172 Montague St, Brooklyn — 2013 Multifamily in A+ Urban Core

Positioned in Downtown Brooklyn’s A+ urban core, the property benefits from deep renter demand supported by high neighborhood incomes and extensive amenities, according to WDSuite’s CRE market data. Neighborhood occupancy trends and strong local services suggest durable leasing fundamentals for investors evaluating the area, noting these statistics reflect neighborhood conditions rather than this specific asset.

Overview

Downtown Brooklyn scores competitively among New York–Jersey City–White Plains metro neighborhoods (ranked 29 out of 889 by WDSuite), with top-tier amenity access.

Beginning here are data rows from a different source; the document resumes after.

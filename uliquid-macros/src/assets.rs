use glob::glob;
use proc_macro::TokenStream;
use quote::{format_ident, quote};
use std::collections::hash_map::DefaultHasher;
use std::env;
use std::hash::{Hash, Hasher};
use std::path::PathBuf;
use syn::{LitStr, parse_macro_input};

pub fn template_assets_impl(input: TokenStream) -> TokenStream {
    let pattern = parse_macro_input!(input as LitStr);
    let pattern_str = pattern.value();

    let Ok(manifest_dir) = env::var("CARGO_MANIFEST_DIR") else {
        return syn::Error::new(pattern.span(), "CARGO_MANIFEST_DIR is not set")
            .to_compile_error()
            .into();
    };
    let full_pattern = PathBuf::from(manifest_dir).join(&pattern_str);

    let files: Vec<String> = match glob(&full_pattern.to_string_lossy()) {
        Ok(paths) => paths
            .filter_map(|entry| entry.ok())
            .filter(|path| path.is_file())
            .map(|path| path.to_string_lossy().to_string())
            .collect(),
        Err(e) => {
            return syn::Error::new(pattern.span(), format!("Invalid glob pattern: {}", e))
                .to_compile_error()
                .into();
        }
    };

    // `include_str!` also makes cargo rebuild when a template changes.
    let assets = files.iter().map(|f| quote! { (#f, include_str!(#f)) });

    // One registration function per pattern, so the macro can be invoked repeatedly.
    let mut hasher = DefaultHasher::new();
    pattern_str.hash(&mut hasher);
    let fn_name = format_ident!("__uliquid_register_templates_{}", hasher.finish());

    TokenStream::from(quote! {
        #[uliquid::ctor::ctor]
        fn #fn_name() {
            let assets = vec![#(#assets),*];
            if let Err(e) = uliquid::template_loader::load_assets(assets) {
                uliquid::log::error!("Failed to register template assets: {}", e);
            }
        }
    })
}
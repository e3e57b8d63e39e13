use crate::Result;
use crate::context::Context;
use crate::error::LiquidError;
use crate::tags::attributes;
use crate::tpl::render::render_all;
use crate::tpl::{Block, Node, Tag};
use crate::value::Value;
use regex::Regex;
use std::collections::HashMap;
use std::sync::LazyLock;

static SYNTAX: LazyLock<Regex> = LazyLock::new(|| {
    Regex::new(r"(\w+)\s+in\s+((?:\(?[\w\-\.\[\]]\)?)+)").expect("valid regex")
});

/// `{% for item in collection [limit: n] [offset: n|continue] %}`
#[derive(Debug)]
struct For {
    variable: String,
    collection: String,
    /// `item-collection`, the key of this loop's pagination register.
    name: String,
    limit: Option<String>,
    offset: Option<String>,
    nodelist: Vec<Node>,
}

pub(crate) fn for_loop(_tag: &str, markup: &str) -> Result<Box<dyn Block>> {
    let caps = SYNTAX.captures(markup).ok_or_else(|| {
        LiquidError::Syntax(
            "Syntax error in 'for loop' - Valid syntax: for [item] in [collection]".to_string(),
        )
    })?;
    let variable = caps[1].to_string();
    let collection = caps[2].to_string();

    let mut limit = None;
    let mut offset = None;
    for (key, value) in attributes(markup) {
        match key.as_str() {
            "limit" => limit = Some(value),
            "offset" => offset = Some(value),
            _ => {}
        }
    }

    Ok(Box::new(For {
        name: format!("{}-{}", variable, collection),
        variable,
        collection,
        limit,
        offset,
        nodelist: Vec::new(),
    }))
}

impl For {
    /// The `[start, end)` window over a collection of `len` items.
    fn window(&self, ctx: &mut Context<'_>, len: usize) -> (usize, usize) {
        if self.limit.is_none() && self.offset.is_none() {
            return (0, len);
        }

        let offset = match self.offset.as_deref() {
            Some("continue") => ctx
                .register_map("for")
                .get(&self.name)
                .and_then(Value::to_i64)
                .unwrap_or(0),
            Some(token) => ctx.get(token).to_i64().unwrap_or(0),
            None => 0,
        }
        .max(0);
        let end = match self.limit.as_deref() {
            Some(token) => offset.saturating_add(ctx.get(token).to_i64().unwrap_or(0).max(0)),
            None => len as i64,
        };
        ctx.register_map("for").insert(self.name.clone(), Value::I64(end));

        let clamp = |n: i64| usize::try_from(n).map_or(len, |n| n.min(len));
        (clamp(offset), clamp(end))
    }
}

impl Tag for For {
    fn render(&self, ctx: &mut Context<'_>, out: &mut String) -> Result<()> {
        let mut items = ctx.get(&self.collection).into_items();
        let (start, end) = self.window(ctx, items.len());
        if start >= end {
            return Ok(());
        }
        let segment: Vec<Value> = items.drain(start..end).collect();
        let length = segment.len();

        ctx.stack(|ctx| {
            for (index, item) in segment.into_iter().enumerate() {
                ctx.set(self.variable.as_str(), item);
                let forloop: HashMap<String, Value> = [
                    ("name", Value::Str(self.name.clone())),
                    ("length", Value::I64(length as i64)),
                    ("index", Value::I64(index as i64 + 1)),
                    ("index0", Value::I64(index as i64)),
                    ("rindex", Value::I64((length - index) as i64)),
                    ("rindex0", Value::I64((length - index - 1) as i64)),
                    ("first", Value::Bool(index == 0)),
                    ("last", Value::Bool(index == length - 1)),
                ]
                .into_iter()
                .map(|(k, v)| (k.to_string(), v))
                .collect();
                ctx.set("forloop", Value::Map(forloop));
                render_all(&self.nodelist, ctx, out)?;
            }
            Ok(())
        })
    }
}

impl Block for For {
    fn nodelist(&mut self) -> &mut Vec<Node> {
        &mut self.nodelist
    }
}

#[cfg(test)]
mod tests {
    use super::*;
    use crate::tags::test_support::render;
    use crate::value::ToValue;

    #[test]
    fn test_limit_and_offset() {
        let out = render(
            "{% for n in nums limit: 2 offset: 0 %}{{ n }}{% if forloop.last %}!{% endif %},{% endfor %}",
            vec![("nums", vec![10, 20, 30].to_value())],
        );
        assert_eq!(out, "10,20!,");
    }

    #[test]
    fn test_offset_without_limit_runs_to_the_end() {
        let out = render("{% for n in (1..5) offset: 3 %}{{ n }}{% endfor %}", vec![]);
        assert_eq!(out, "45");
    }

    #[test]
    fn test_offset_continue() {
        let out = render(
            "{% for n in nums limit: 2 %}{{ n }}{% endfor %}|{% for n in nums offset: continue limit: 2 %}{{ n }}{% endfor %}|{% for n in nums offset: continue limit: 2 %}{{ n }}{% endfor %}",
            vec![("nums", vec![1, 2, 3, 4, 5].to_value())],
        );
        assert_eq!(out, "12|34|5");
    }

    #[test]
    fn test_forloop_fields() {
        let out = render(
            "{% for c in list %}{{ forloop.index }}{{ forloop.index0 }}{{ forloop.rindex }}{{ forloop.rindex0 }}{{ forloop.first }}{{ forloop.length }} {% endfor %}{{ forloop.name }}",
            vec![("list", vec!["a", "b"].to_value())],
        );
        assert_eq!(out, "1021true2 2110false2 ");
    }

    #[test]
    fn test_map_iterates_sorted_pairs() {
        let mut map = HashMap::new();
        map.insert("b", 2);
        map.insert("a", 1);
        let out = render(
            "{% for pair in m %}{{ pair[0] }}={{ pair[1] }};{% endfor %}",
            vec![("m", map.to_value())],
        );
        assert_eq!(out, "a=1;b=2;");
    }

    #[test]
    fn test_empty_window_and_missing_collection() {
        assert_eq!(render("{% for n in nope %}x{% endfor %}", vec![]), "");
        assert_eq!(render("{% for n in (1..3) offset: 9 %}x{% endfor %}", vec![]), "");
    }

    #[test]
    fn test_bad_syntax() {
        assert!(matches!(for_loop("for", "item of items"), Err(LiquidError::Syntax(_))));
    }
}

Restaurants, cafes, parks, groceries, and pharmacies all track in the top national percentiles, indicating strong walkable convenience that typically supports leasing velocity and retention. Average school ratings sit at the highest national percentile, a positive signal for household stability and longer-term tenancy.

The neighborhood’s housing stock skews older on average (1957), while this asset’s 2013 construction is newer than much of the competitive set—an advantage for near-term competitiveness and reduced immediate capital planning compared with older inventory. Renovations or system updates may still be considered over the next ownership cycle to maintain positioning versus ongoing deliveries and well-renovated peers.

Renter-occupied share in the immediate neighborhood sits in the mid-40% range, indicating a balanced base of renters and owners; at the broader 3-mile radius, renter concentration is higher, creating a deeper tenant pool for multifamily assets. Within that same 3-mile view, recent population and household growth, paired with rising incomes, point to a larger tenant base and support for occupancy stability and renewal probability.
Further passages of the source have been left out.